Крикнув это, директор Коля собрался весело запрыгать по кабинету, но Леля удержала его за руку.
— Ты, Коль, не прыгай, ты послушай, чего скажу! Надо не просто включить в дело наследника. Надо нам самим и как следует прощупать Куроцапа. Я предлагаю написать Савве Лукичу письмо. Содержание письма — мое личное женское дело. Фишка в том, чтобы Савва сюда, в Романов, прибыл… А там — поглядим!
— Так ведь Трифон второй день глаз не кажет. И до этого всякие заявления делал. На кой нам Куроцаповы денежки и сам Куроцап, если смысл научной деятельности утерян? Ну проведем главный эксперимент. А если он не даст искомого результата?
— Денежки, Кузьма Кузьмич, всегда пригодятся. А особенно Куроцаповы. Кому как не бухгалтеру это знать. Вы новый бизнес-план составьте — и наслаждайтесь покоем.
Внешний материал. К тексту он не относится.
//! Shared chart styling: point geometry, axis ranges, and the common
//! scatter frame (caption, axes, tick labels) used by every view.

use std::ops::Range;

use plotters::chart::{ChartBuilder, ChartContext};
use plotters::coord::Shift;
use plotters::coord::cartesian::Cartesian2d;
use plotters::coord::types::RangedCoordf64;
use plotters::drawing::DrawingArea;
use plotters::prelude::DrawingBackend;
use plotters::style::RGBColor;

use crate::error::PlotError;
use crate::font;

/// Muted blue used for the unfiltered overview points.
pub(crate) const POINT_COLOR: RGBColor = RGBColor(31, 119, 180);

/// Scatter point radius in pixels.
pub(crate) const POINT_SIZE: i32 = 3;

/// Point opacity for the dense overview panels.
pub(crate) const OVERVIEW_ALPHA: f64 = 0.5;

/// Point opacity for the filtered diagnostic views.
pub(crate) const FILTERED_ALPHA: f64 = 0.7;

/// Fraction of the data span added on each side of an axis.
const AXIS_MARGIN: f64 = 0.05;

/// Caption and axis descriptions for one chart.
pub(crate) struct ChartLabels<'a> {
    pub title: &'a str,
    pub x_desc: &'a str,
    pub y_desc: &'a str,
}

/// Raw min..max of the values, or `0.0..1.0` when there are none.
pub(crate) fn value_range<I: IntoIterator<Item = f64>>(values: I) -> Range<f64> {
    let mut min = f64::INFINITY;
    let mut max = f64::NEG_INFINITY;
    for v in values {
        min = min.min(v);
        max = max.max(v);
    }
    if min > max { 0.0..1.0 } else { min..max }
}

/// Axis range: data min..max padded on both sides.
///
/// A degenerate span (single value) is widened by a fixed unit so chart
/// construction never sees an empty range.
pub(crate) fn padded_range<I: IntoIterator<Item = f64>>(values: I) -> Range<f64> {
    let range = value_range(values);
    let span = range.end - range.start;
    let pad = if span > 0.0 { span * AXIS_MARGIN } else { 1.0 };
    (range.start - pad)..(range.end + pad)
}

/// Maps `value` into `[0, 1]` over `range`, clamped.
///
/// A degenerate range maps everything to the middle of the scale.
pub(crate) fn unit_scale(value: f64, range: &Range<f64>) -> f32 {
    let span = range.end - range.start;
    if span <= 0.0 {
        return 0.5;
    }
    ((value - range.start) / span).clamp(0.0, 1.0) as f32
}

/// Tick label formatter shared by every axis.
pub(crate) fn fmt_tick(value: &f64) -> String {
    format!("{value:.0}")
}

/// Builds the common scatter frame on `area`: white margins, caption,
/// axis lines, and formatted tick labels.
///
/// When no font is registered the caption and all text labels are
/// skipped so the mesh never attempts glyph layout.
pub(crate) fn draw_scatter_frame<'a, DB: DrawingBackend + 'a>(
    area: &'a DrawingArea<DB, Shift>,
    x_range: Range<f64>,
    y_range: Range<f64>,
    labels: &ChartLabels<'_>,
) -> Result<ChartContext<'a, DB, Cartesian2d<RangedCoordf64, RangedCoordf64>>, PlotError>
{
    let mut builder = ChartBuilder::on(area);
    builder
        .margin(10)
        .x_label_area_size(42)
        .y_label_area_size(58);
    if font::ready() {
        builder.caption(labels.title, ("sans-serif", 16));
    }
    let mut chart = builder
        .build_cartesian_2d(x_range, y_range)
        .map_err(PlotError::render)?;

    {
        let mut mesh = chart.configure_mesh();
        mesh.disable_mesh();
        if font::ready() {
            mesh.x_desc(labels.x_desc)
                .y_desc(labels.y_desc)
                .label_style(("sans-serif", 12))
                .x_label_formatter(&fmt_tick)
                .y_label_formatter(&fmt_tick);
        } else {
            mesh.x_labels(0).y_labels(0);
        }
        mesh.draw().map_err(PlotError::render)?;
    }

    Ok(chart)
}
— А я, господин Пенкрат, не желаю лишних денег! Лишние деньги — путь в СИЗО! Оставьте денежную приманку недоросткам! Меня на фу-фу не возьмешь. Вы мне смысл дальнейшей работы — на время отсутствия основного разработчика проекта — укажите!
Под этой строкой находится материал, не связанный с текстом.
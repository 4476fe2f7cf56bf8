//! Three-panel overview: payout scattered against each input dimension.

use std::path::Path;

use plotters::coord::Shift;
use plotters::drawing::DrawingArea;
use plotters::prelude::*;
use reimviz_schemas::Dataset;

use crate::error::PlotError;
use crate::style::{self, ChartLabels};

/// File name of the 3-panel overview chart.
pub const OVERVIEW_FILE: &str = "reimbursement_vs_inputs.png";

const SIZE: (u32, u32) = (1500, 400);

/// Renders payout-vs-input scatter panels side by side into one image.
pub fn render(dataset: &Dataset, path: &Path) -> Result<(), PlotError> {
    let root = BitMapBackend::new(path, SIZE).into_drawing_area();
    root.fill(&WHITE).map_err(PlotError::render)?;

    let days: Vec<f64> =
        dataset.trip_days.iter().map(|d| f64::from(*d)).collect();
    let views: [(&[f64], ChartLabels); 3] = [
        (
            &days,
            ChartLabels {
                title: "Reimbursement vs Trip Duration",
                x_desc: "Trip Duration (days)",
                y_desc: "Reimbursement",
            },
        ),
        (
            &dataset.miles,
            ChartLabels {
                title: "Reimbursement vs Miles",
                x_desc: "Miles Traveled",
                y_desc: "Reimbursement",
            },
        ),
        (
            &dataset.receipts,
            ChartLabels {
                title: "Reimbursement vs Receipts",
                x_desc: "Total Receipts Amount",
                y_desc: "Reimbursement",
            },
        ),
    ];

    let panels = root.split_evenly((1, 3));
    for (panel, (xs, labels)) in panels.iter().zip(&views) {
        scatter_panel(panel, xs, &dataset.outputs, labels)?;
    }

    root.present().map_err(PlotError::render)?;
    Ok(())
}

fn scatter_panel(
    area: &DrawingArea<BitMapBackend<'_>, Shift>,
    xs: &[f64],
    ys: &[f64],
    labels: &ChartLabels<'_>,
) -> Result<(), PlotError> {
    let mut chart = style::draw_scatter_frame(
        area,
        style::padded_range(xs.iter().copied()),
        style::padded_range(ys.iter().copied()),
        labels,
    )?;
    chart
        .draw_series(xs.iter().zip(ys).map(|(x, y)| {
            Circle::new(
                (*x, *y),
                style::POINT_SIZE,
                style::POINT_COLOR.mix(style::OVERVIEW_ALPHA).filled(),
            )
        }))
        .map_err(PlotError::render)?;
    Ok(())
}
— Ну, смысл… Смысл этого дела и в моей голове сидит неплохо. Не только в Трифоновой…
Только что выписавшийся из больницы Пенкрат скинул капюшон, крепко и уверенно постучал себя по лбу костяшкой пальца.
Звук, однако, вышел тупым, глуховатым…
* * *
Савве Лукичу взгрустнулось. То ли годы, то ли утомление капиталами, то ли просто стих нашел.
А тут еще письмо неизвестной блудницы: наш с тобой, Савва, сынок в городе Романове дурня ломает! Собак гоняет и овец считает, а ни к какому настоящему делу не приспособлен. Хоть годами — уже к сорока вышел!
Смутная надежда, посетившая Куроцапа на вечере у Максима Ж-о, вдруг снова шевельнулась внутри.
Неужто правда? Неужто блудный сын к блудному отцу возвращается? Двое блудных — в тоске пустыни!..
В последние три-четыре месяца Савва Лукич стал сильно склоняться к Библии, еще сильней к Евангелию. Не столько к самой религии, сколько к отдельным речевым оборотам и образам священных книг.